Bitcoin Cash is a decentralized peer-to-peer electronic cash system that does not rely on any central authority like a government or financial institution. As such, it represents a fundamental redesign of the very nature of money. The core features of Bitcoin Cash are:

  • Open to anyone. Nobody controls or owns Bitcoin Cash. There's no CEO, and you don't need to ask for permission to use it.
  • Pseudonymous. Identities are not tied to transactions. This helps to ensure that Bitcoin Cash remains free to be used by anyone, without censorship.
  • Transparent. All transactions are recorded on a global public ledger called the blockchain. The ledger is updated at regular intervals in blocks that are connected to form a chain. This allows anyone to easily see the full history of ownership, and helps to eliminate the potential for fraud.
  • Distributed. The public ledger (blockchain) is stored voluntarily by a network of participants known as 'nodes.' This helps to ensure the longevity of information.
  • Rules-based. Nodes follow a set of rules (a protocol) to achieve consensus on the state of the ledger. This consensus is what constitutes the 'truth' as to who owns what. The protocol, however, can evolve as participants demand - although there is high-degree of consensus required to make changes. This makes Bitcoin Cash a quasi-political system, with participants forming a kind of social contract.
  • Immutable. The technology deployed means that, once recorded in the blockchain, transactions effectively cannot be altered.
  • Secure. Through a process known as Proof of Work (PoW), 'miners' compete to add new blocks to the chain that constitutes the ledger (again, the blockchain). The hardware and energy costs associated with PoW mining contribute to the security of the network along game-theory driven principles such that attacking the network is both prohibitively expensive and guarantees the attacker cannot profit directly.
  • Fixed supply. Only 21 million coins will ever be created. This makes Bitcoin Cash a hard asset, like land or gold, providing an opportunity for people to store value in digital realm over long periods of time.
  • Low Fees. Bitcoin Cash enables reliable, fast, and affordable transactions of any value and regardless of location (including cross-border transactions). This makes it an effective alternative to payment networks like Visa and Mastercard.
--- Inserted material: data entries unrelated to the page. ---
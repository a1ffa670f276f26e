//! Domain Layer - Contract state and GEX aggregation.
//!
//! Pure types and algorithms with no I/O. Everything here can be driven
//! synchronously from tests.

/// Per-contract market data state.
pub mod contract;

/// Gamma exposure aggregation engine and snapshot types.
pub mod gex;

/// Option contract symbol generation and parsing.
pub mod symbols;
What is Bitcoin Cash used for?

Bitcoin Cash's above-described core features make it both a long-term store of value and a highly effective medium of exchange. More philosophically, these two use cases combine with the decentralized and open nature of the protocol to make Bitcoin Cash (the network) a method for supporting and enhancing global economic freedom.

Long-term store of value

The total supply of Bitcoin Cash will never exceed 21 million coins. This is written into the code that defines the Bitcoin Cash protocol. As a decentralized network, Bitcoin Cash users ultimately decide how the protocol evolves - and since it is not in the interests of participants to dilute their holdings by changing the protocol, the 21-million-coin limit will almost certainly remain in place forever.

The rate that new coins are added to the circulating supply gradually decreases along a defined schedule that is also built into the code. The issuance rate is cut in half approximately every four years. This makes Bitcoin Cash a 'disinflationary' asset.

In April 2020, the third 'halving' reduced the issuance rate from 12.5 to 6.25 BCH per block. At that point 18,375,000 of the 21 million coins (87.5% of the total) had been distributed. The fourth halving, in 2024, will reduce the issuance to 3.125 BCH, and so on until approximately the year 2136, when the final halving will decrease the block reward to just 0.00000168 BCH.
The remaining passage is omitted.